**Your assignment:**
From the records that follow, copy every line in which "crate" appears.

== Task material ==

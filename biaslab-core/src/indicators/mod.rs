//! Indicator Engine and the concrete indicators it is built from.
//!
//! Every indicator implements the `Indicator` trait: a full bar series in, a
//! series of the same length out. Series are computed column by column once
//! per ticker and then zipped into `IndicatorRow`s by the engine.
//!
//! Multi-output indicators (MACD) are exposed as separate named instances per
//! output, keeping the single-series trait unchanged.

pub mod atr;
pub mod ema;
pub mod engine;
pub mod macd;
pub mod roc;
pub mod rsi;
pub mod sma;
pub mod volume;
pub mod vwap;

pub use atr::Atr;
pub use ema::Ema;
pub use engine::{IndicatorConfig, IndicatorEngine};
pub use macd::{Macd, MacdOutput};
pub use roc::{Roc, Volatility};
pub use rsi::Rsi;
pub use volume::VolumeSurge;
pub use vwap::{Vwap, VwapPolicy};

use crate::domain::PriceBar;

/// One value per bar; `None` where the indicator is not computable.
pub type Series = Vec<Option<f64>>;

/// Trait for indicators.
///
/// The first `lookback()` values are `None` (warm-up).
///
/// # Look-ahead contamination guard
/// No indicator value at bar t may depend on price data from bar t+1 or later.
pub trait Indicator: Send + Sync {
    /// Human-readable name (e.g., "ema_9", "rsi_14").
    fn name(&self) -> &str;

    /// Number of leading bars that never carry a value.
    fn lookback(&self) -> usize;

    /// Compute the indicator for the entire bar series.
    fn compute(&self, bars: &[PriceBar]) -> Series;
}

/// Create synthetic bars from close prices for testing.
///
/// Generates plausible OHLV: open = prev_close (or close for first bar),
/// high = max(open,close) + 1.0, low = min(open,close) - 1.0, volume = 1000.
#[cfg(test)]
pub fn make_bars(closes: &[f64]) -> Vec<PriceBar> {
    let base_date = chrono::NaiveDate::from_ymd_opt(2024, 1, 2).unwrap();
    closes
        .iter()
        .enumerate()
        .map(|(i, &close)| {
            let open = if i == 0 { close } else { closes[i - 1] };
            PriceBar {
                ticker: "TEST".to_string(),
                date: base_date + chrono::Duration::days(i as i64),
                open,
                high: open.max(close) + 1.0,
                low: open.min(close) - 1.0,
                close,
                volume: 1000.0,
            }
        })
        .collect()
}

/// Assert two f64 values are approximately equal (within epsilon).
#[cfg(test)]
pub fn assert_approx(actual: f64, expected: f64, epsilon: f64) {
    assert!(
        (actual - expected).abs() < epsilon,
        "assert_approx failed: actual={actual}, expected={expected}, diff={}, epsilon={epsilon}",
        (actual - expected).abs()
    );
}

/// Default epsilon for indicator tests.
#[cfg(test)]
pub const DEFAULT_EPSILON: f64 = 1e-10;
//! BiasLab Core: indicator engine, bias classification, signal filtering and
//! backtest accounting.
//!
//! This crate is pure computation over in-memory bar series:
//! - Domain types (price bars, bias, indicator and signal rows)
//! - Indicator engine with an explicit "no value" marker during warm-up
//! - Threshold bias rule and the volume/volatility signal filter
//! - Per-ticker backtest accountant and summary statistics
//! - Pattern taggers, single-day screen, forward-return labels
//!
//! I/O, retries, concurrency and export live in `biaslab-runner`.

pub mod backtest;
pub mod classifier;
pub mod domain;
pub mod filter;
pub mod indicators;
pub mod labels;
pub mod patterns;
pub mod screen;

pub use backtest::{Backtest, BacktestConfig, BacktestMode, BacktestRow, SummaryStats};
pub use classifier::{BiasRule, BiasThresholds, ThresholdRule};
pub use domain::{Bias, IndicatorRow, PriceBar, SignalRow};
pub use filter::{FilterConfig, SignalFilter};
pub use indicators::{IndicatorConfig, IndicatorEngine};
pub use patterns::{ChartTagger, NullTagger, PatternTagger, PatternTags, TaggerError};
pub use screen::{screen, ScreenCriteria, ScreenOutcome, ScreenSnapshot};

===

**Solved exercise:**
use crate::domain::PriceBar;
//! This crate is pure computation over in-memory bar series:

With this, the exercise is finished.